GOOGLE now owns Blogger, Writely, Dodgeball, Feedburner, YouTube, and Picasa. EBay took over Stumbleupon and Skype. YAHOO snatched up Facebook, Del.icio.us, WebJay, Jumpcut, Upcoming.org, and Oddpost.

Mr. Murdoch's NEWS CORP acquired MySpace, the video and photo-sharing site PhotoBucket and the media mash up site Flektor. It goes without saying that they already own Fox News and Fox TV, and a few good old publishing houses like Harper Collins, Daily Telegraph, The Times, New York Daily Post, The Sun, and The Australian.

Fox Interactive bought Photobucket, which is well-liked on MySpace. NewsCorp's effort is to make services on MySpace proprietary. This means that in the future, MySpacers, will not be able to plug in third party services. The goal is to create, popularize, and monetize in-house applications and then close the door to the wealth of the sociable web. Murdoch clearly does not get the sociable web as this direction will go at the expense of the teens on MySpace.

...noted Trebor Scholz, in a post that I can't find now. The thought under consideration was Burak Arikan's:

I think this is an important moment to pay attention to how inhumane the data ownership laws in USA: One who aggregates data owns it.

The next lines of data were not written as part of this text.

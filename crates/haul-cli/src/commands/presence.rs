use haul_config::HaulConfig;
use serde::Serialize;

use crate::bootstrap;
use crate::cli::GlobalFlags;
use crate::cli::subcommands::PresenceCommands;
use crate::output::output;

#[derive(Serialize)]
struct PresenceResponse {
    written: bool,
    at: Option<String>,
    note: Option<&'static str>,
}

/// Handle `haul presence <subcommand>`.
pub async fn handle(
    action: &PresenceCommands,
    flags: &GlobalFlags,
    config: &HaulConfig,
) -> anyhow::Result<()> {
    match action {
        PresenceCommands::Touch => touch(flags, config).await,
    }
}

async fn touch(flags: &GlobalFlags, config: &HaulConfig) -> anyhow::Result<()> {
    let response = if config.heartbeat.enabled {
        let heartbeat = bootstrap::heartbeat(config)?;
        let written = heartbeat.touch().await;
        PresenceResponse {
            written,
            at: heartbeat.last_update().map(|at| at.to_rfc3339()),
            note: (!written).then_some("presence write skipped or failed; see logs"),
        }
    } else {
        PresenceResponse {
            written: false,
            at: None,
            note: Some("heartbeat disabled (heartbeat.enabled = false)"),
        }
    };
    output(&response, flags.format)
}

This kind of talk is increasingly quaint as "big company" control of the web continues to tighten. Control's just a fact of life for most people; concern about independence is dismissed as angry old man talk. Oh, Wikileaks, those grandpas, thinking that their outing secrets could make a difference; let's get back to celebrity news. But the assumption in the above-referenced posts was that data had value, as in good old capitalistic "long green," and thus it's surprising to see Yahoo deciding to just shut down Del.icio.us. Years of intellectual history--a rich memory bank--accumulated by thousands of people "mining" the web: poof, gone, meet your friend Geocities in heaven. Assuming that's how it will work. Maybe it's precisely because it's about thinking and stuff that Yahoo finds it so unappetizing.

Not to say that the present blog is a vast intellectual resource (some think not) but whatever readership it has is mostly owed to Del.icio.us (still using the old spelling). Cory Arcangel was the first link for my old site (95 del.icio.us links to the root URL) and Travis Hallenbeck was the first link for tommoody.us (58 links to the root URL). The post "New Media vs Artists with Computers" got delished 34 times. Sally McKay's essay "The Affect of Animated GIFs": 60 delishes. This may be modest in the Gawker scale of things but it's enough to keep me going.

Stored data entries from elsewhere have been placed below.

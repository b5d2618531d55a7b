use serde::{Deserialize, Serialize};

/// Authenticated account as reported by the hosted identity provider.
///
/// Only a projection: the provider owns the record, Haulage never mutates it.
#[derive(Debug, Clone, PartialEq, Eq, Serialize, Deserialize)]
pub struct Identity {
    /// Provider-issued user id. Also the key of the profile record.
    pub id: String,
    #[serde(default)]
    pub email: Option<String>,
    /// Whether the account's email address has been confirmed.
    #[serde(default)]
    pub email_confirmed: bool,
}

impl Identity {
    #[must_use]
    pub fn new(id: impl Into<String>) -> Self {
        Self {
            id: id.into(),
            email: None,
            email_confirmed: false,
        }
    }

    #[must_use]
    pub fn with_email(mut self, email: impl Into<String>, confirmed: bool) -> Self {
        self.email = Some(email.into());
        self.email_confirmed = confirmed;
        self
    }
}
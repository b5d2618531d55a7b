//! # haul-auth
//!
//! Client-side session gate for Haulage.
//!
//! Resolves the signed-in identity and its role (cache first, then the
//! hosted backend), publishes the result through an [`AuthContext`], gates
//! screens with a [`RoleGuard`], and keeps a best-effort presence
//! [`ActivityHeartbeat`] running while a session is active.
//!
//! ```text
//! SessionCache ─┐
//! RemoteBackend ─┴─> SessionResolver ─> AuthContext ─> RoleGuard
//!                                           └──────── ActivityHeartbeat
//! ```

pub mod cache;
pub mod clock;
pub mod context;
pub mod error;
pub mod guard;
pub mod heartbeat;
pub mod memory;
pub mod remote;
pub mod resolver;
pub mod rest;
pub mod token_store;

pub use cache::{CachedSession, SessionCache};
pub use clock::{Clock, ManualClock, SystemClock};
pub use context::{AuthContext, AuthSnapshot};
pub use error::AuthError;
pub use guard::{GuardDecision, GuardEffects, GuardRoutes, RoleGuard, decide};
pub use heartbeat::{ActivityHeartbeat, ActivitySignal};
pub use memory::MemoryBackend;
pub use remote::RemoteBackend;
pub use resolver::{Resolution, ResolvedSession, SessionResolver, SessionSource};
pub use rest::RestBackend;
pub use token_store::{TokenSource, TokenStore};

Normally "stats" aren't discussed here but am feeling wistful about the loss of the del.icio.us hive mind (as others are). Again, selfishly speaking, with all these links gone there is less out there to balance the "likes" and stalker pages that pass for feedback in the late 2.0 era. It's true that delishes are basically just "likes" but sometimes people wrote comments and used the tags creatively--will miss that. Occasionally a comment such as this one from risdcareers came along like a bolt out of the blue to challenge the peanut gallery party line: "Tom Moody is one of the few critics who talks about what he likes and dislikes in equal proportion, always giving the artist the courtesy of actually thoroughly considering the work before discussing it." Well, that's not always true, and I'm not really a "critic" anymore, but the support is appreciated. (It's hard to imagine anyone in the new media world writing that--yay, art schools. With the new media posse you are expected to support 100% of an artist's work or become forever an "enemy.")

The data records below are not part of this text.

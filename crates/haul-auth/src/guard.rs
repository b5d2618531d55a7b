//! Role-gated access to protected screens.
//!
//! [`decide`] is the pure verdict; [`RoleGuard`] applies it, owning at most
//! one delayed redirect which is aborted as soon as a different verdict
//! replaces it.

use std::sync::Arc;
use std::time::Duration;

use haul_config::GuardConfig;
use haul_core::Role;
use serde::Serialize;
use tokio::sync::watch;
use tokio::task::JoinHandle;

use crate::context::AuthSnapshot;

const SIGN_IN_NOTICE: &str = "Please sign in to continue.";
const FORBIDDEN_NOTICE: &str = "You do not have access to this page.";

#[derive(Debug, Clone, PartialEq, Eq, Serialize)]
#[serde(rename_all = "snake_case", tag = "decision")]
pub enum GuardDecision {
    Checking,
    Unauthorized { message: String },
    Redirecting { route: String },
    Authorized,
}

/// Where denied users are sent, and how long the notice stays up first.
#[derive(Debug, Clone, PartialEq, Eq)]
pub struct GuardRoutes {
    pub public_route: String,
    pub dashboard_route: String,
    pub redirect_delay: Duration,
}

impl Default for GuardRoutes {
    fn default() -> Self {
        Self::from(&GuardConfig::default())
    }
}

impl From<&GuardConfig> for GuardRoutes {
    fn from(config: &GuardConfig) -> Self {
        Self {
            public_route: config.public_route.clone(),
            dashboard_route: config.dashboard_route.clone(),
            redirect_delay: Duration::from_millis(config.redirect_delay_ms),
        }
    }
}

/// Verdict for a screen requiring `required`, given the current auth state.
#[must_use]
pub fn decide(required: Role, snapshot: &AuthSnapshot, routes: &GuardRoutes) -> GuardDecision {
    if snapshot.loading {
        return GuardDecision::Checking;
    }
    if let Some(message) = &snapshot.error {
        return GuardDecision::Unauthorized {
            message: message.clone(),
        };
    }
    if snapshot.user.is_none() {
        return GuardDecision::Redirecting {
            route: routes.public_route.clone(),
        };
    }
    if snapshot.role != Some(required) {
        return GuardDecision::Redirecting {
            route: routes.dashboard_route.clone(),
        };
    }
    GuardDecision::Authorized
}

/// Side effects a guard drives: toasts, navigation, rendering.
pub trait GuardEffects: Send + Sync + 'static {
    fn notify(&self, message: &str);
    fn navigate(&self, route: &str);
    fn render(&self) {}
}

pub struct RoleGuard<E: GuardEffects> {
    required: Role,
    routes: GuardRoutes,
    effects: Arc<E>,
    last: Option<GuardDecision>,
    pending: Option<JoinHandle<()>>,
}

impl<E: GuardEffects> RoleGuard<E> {
    pub const fn new(required: Role, routes: GuardRoutes, effects: Arc<E>) -> Self {
        Self {
            required,
            routes,
            effects,
            last: None,
            pending: None,
        }
    }

    #[must_use]
    pub const fn required(&self) -> Role {
        self.required
    }

    /// Re-evaluate against `snapshot` and apply the verdict's side effects.
    ///
    /// A verdict equal to the previous one is a no-op, so a redirect that is
    /// already counting down keeps its original deadline. Must be called
    /// within a Tokio runtime.
    pub fn evaluate(&mut self, snapshot: &AuthSnapshot) -> GuardDecision {
        let decision = decide(self.required, snapshot, &self.routes);
        if self.last.as_ref() == Some(&decision) {
            return decision;
        }

        self.cancel_pending();
        match &decision {
            GuardDecision::Checking => {}
            GuardDecision::Unauthorized { message } => self.effects.notify(message),
            GuardDecision::Redirecting { route } => {
                let notice = if snapshot.user.is_none() {
                    SIGN_IN_NOTICE
                } else {
                    FORBIDDEN_NOTICE
                };
                self.effects.notify(notice);
                self.schedule_redirect(route.clone());
            }
            GuardDecision::Authorized => self.effects.render(),
        }

        tracing::debug!(required = %self.required, ?decision, "guard decision");
        self.last = Some(decision.clone());
        decision
    }

    /// Follow every snapshot published by an auth context until it goes away.
    pub async fn watch(mut self, mut snapshots: watch::Receiver<AuthSnapshot>) {
        loop {
            let snapshot = snapshots.borrow_and_update().clone();
            self.evaluate(&snapshot);
            if snapshots.changed().await.is_err() {
                break;
            }
        }
    }

    #[must_use]
    pub fn has_pending_redirect(&self) -> bool {
        self.pending.as_ref().is_some_and(|task| !task.is_finished())
    }

    /// Abort a scheduled redirect, if any.
    pub fn cancel_pending(&mut self) {
        if let Some(task) = self.pending.take() {
            if !task.is_finished() {
                tracing::debug!(required = %self.required, "cancelling pending redirect");
            }
            task.abort();
        }
    }

    fn schedule_redirect(&mut self, route: String) {
        let effects = Arc::clone(&self.effects);
        let delay = self.routes.redirect_delay;
        self.pending = Some(tokio::spawn(async move {
            tokio::time::sleep(delay).await;
            effects.navigate(&route);
        }));
    }
}

impl<E: GuardEffects> Drop for RoleGuard<E> {
    fn drop(&mut self) {
        self.cancel_pending();
    }
}

#[cfg(test)]
mod tests {
    use super::*;
    use haul_core::Identity;
    use pretty_assertions::assert_eq;
    use rstest::rstest;
    use std::sync::Mutex;

    #[derive(Debug, Clone, PartialEq, Eq)]
    enum Effect {
        Notify(String),
        Navigate(String),
        Render,
    }

    #[derive(Default)]
    struct Recorder {
        effects: Mutex<Vec<Effect>>,
    }

    impl Recorder {
        fn take(&self) -> Vec<Effect> {
            std::mem::take(&mut *self.effects.lock().expect("effects"))
        }
    }

    impl GuardEffects for Recorder {
        fn notify(&self, message: &str) {
            self.effects.lock().expect("effects").push(Effect::Notify(message.into()));
        }
        fn navigate(&self, route: &str) {
            self.effects.lock().expect("effects").push(Effect::Navigate(route.into()));
        }
        fn render(&self) {
            self.effects.lock().expect("effects").push(Effect::Render);
        }
    }

    fn snapshot(user: Option<&str>, role: Option<Role>, loading: bool, error: Option<&str>) -> AuthSnapshot {
        AuthSnapshot {
            user: user.map(Identity::new),
            role,
            loading,
            error: error.map(str::to_string),
        }
    }

    #[rstest]
    #[case::loading(Role::Admin, snapshot(None, None, true, None), GuardDecision::Checking)]
    #[case::loading_wins_over_error(Role::Admin, snapshot(None, None, true, Some("x")), GuardDecision::Checking)]
    #[case::error(
        Role::Admin,
        snapshot(Some("u"), Some(Role::Admin), false, Some("backend down")),
        GuardDecision::Unauthorized { message: "backend down".into() }
    )]
    #[case::signed_out(
        Role::Driver,
        snapshot(None, None, false, None),
        GuardDecision::Redirecting { route: "/".into() }
    )]
    #[case::wrong_role(
        Role::Dispatcher,
        snapshot(Some("u"), Some(Role::Driver), false, None),
        GuardDecision::Redirecting { route: "/dashboard".into() }
    )]
    #[case::awaiting_approval(
        Role::Client,
        snapshot(Some("u"), None, false, None),
        GuardDecision::Redirecting { route: "/dashboard".into() }
    )]
    #[case::authorized(Role::Admin, snapshot(Some("u"), Some(Role::Admin), false, None), GuardDecision::Authorized)]
    fn decision_table(#[case] required: Role, #[case] snapshot: AuthSnapshot, #[case] expected: GuardDecision) {
        assert_eq!(decide(required, &snapshot, &GuardRoutes::default()), expected);
    }

    #[tokio::test(start_paused = true)]
    async fn redirect_fires_after_delay() {
        let recorder = Arc::new(Recorder::default());
        let mut guard = RoleGuard::new(Role::Driver, GuardRoutes::default(), Arc::clone(&recorder));

        guard.evaluate(&snapshot(None, None, false, None));
        assert_eq!(recorder.take(), vec![Effect::Notify(SIGN_IN_NOTICE.into())]);

        tokio::time::sleep(Duration::from_millis(1999)).await;
        assert!(recorder.take().is_empty());

        tokio::time::sleep(Duration::from_millis(2)).await;
        assert_eq!(recorder.take(), vec![Effect::Navigate("/".into())]);
        assert!(!guard.has_pending_redirect());
    }

    #[tokio::test(start_paused = true)]
    async fn changed_decision_cancels_pending_redirect() {
        let recorder = Arc::new(Recorder::default());
        let mut guard = RoleGuard::new(Role::Admin, GuardRoutes::default(), Arc::clone(&recorder));

        guard.evaluate(&snapshot(Some("u"), Some(Role::Driver), false, None));
        assert!(guard.has_pending_redirect());
        tokio::time::sleep(Duration::from_millis(500)).await;

        let decision = guard.evaluate(&snapshot(Some("u"), Some(Role::Admin), false, None));
        assert_eq!(decision, GuardDecision::Authorized);
        assert!(!guard.has_pending_redirect());

        tokio::time::sleep(Duration::from_secs(5)).await;
        assert_eq!(
            recorder.take(),
            vec![Effect::Notify(FORBIDDEN_NOTICE.into()), Effect::Render]
        );
    }

    #[tokio::test(start_paused = true)]
    async fn repeated_decision_keeps_original_deadline() {
        let recorder = Arc::new(Recorder::default());
        let mut guard = RoleGuard::new(Role::Admin, GuardRoutes::default(), Arc::clone(&recorder));
        let signed_out = snapshot(None, None, false, None);

        guard.evaluate(&signed_out);
        tokio::time::sleep(Duration::from_millis(1500)).await;
        guard.evaluate(&signed_out);
        tokio::time::sleep(Duration::from_millis(600)).await;

        assert_eq!(
            recorder.take(),
            vec![Effect::Notify(SIGN_IN_NOTICE.into()), Effect::Navigate("/".into())]
        );
    }

    #[tokio::test(start_paused = true)]
    async fn dropping_guard_cancels_redirect() {
        let recorder = Arc::new(Recorder::default());
        let mut guard = RoleGuard::new(Role::Admin, GuardRoutes::default(), Arc::clone(&recorder));
        guard.evaluate(&snapshot(None, None, false, None));
        drop(guard);

        tokio::time::sleep(Duration::from_secs(5)).await;
        assert_eq!(recorder.take(), vec![Effect::Notify(SIGN_IN_NOTICE.into())]);
    }

    #[tokio::test]
    async fn error_notifies_without_navigation() {
        let recorder = Arc::new(Recorder::default());
        let mut guard = RoleGuard::new(Role::Admin, GuardRoutes::default(), Arc::clone(&recorder));

        guard.evaluate(&snapshot(None, None, false, Some("backend down")));
        assert!(!guard.has_pending_redirect());
        assert_eq!(recorder.take(), vec![Effect::Notify("backend down".into())]);
    }
}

Update: Minor face-saving edits.

Update 2: Oops, the quote I attributed to RISD's delicious is actually Paddy Johnson's writing. Her post was reblogged on Rhizome.org but it's all messed up now.

Update 3: As of February 2012, Delicious still exists but has a new owner and has suffered death by redesign. My link-count links above no longer jibe with the counts on those pages, the chronologies (e.g., "first linked") are inaccurate, and the pages now look like spam blogs. Various groups and networks within the site disappeared overnight. Current twitter users, take note: this is your possible future.

Update 4, Jan. 2018: The Rhizome post has been repaired but omits Paddy Johnson's authorship of the post.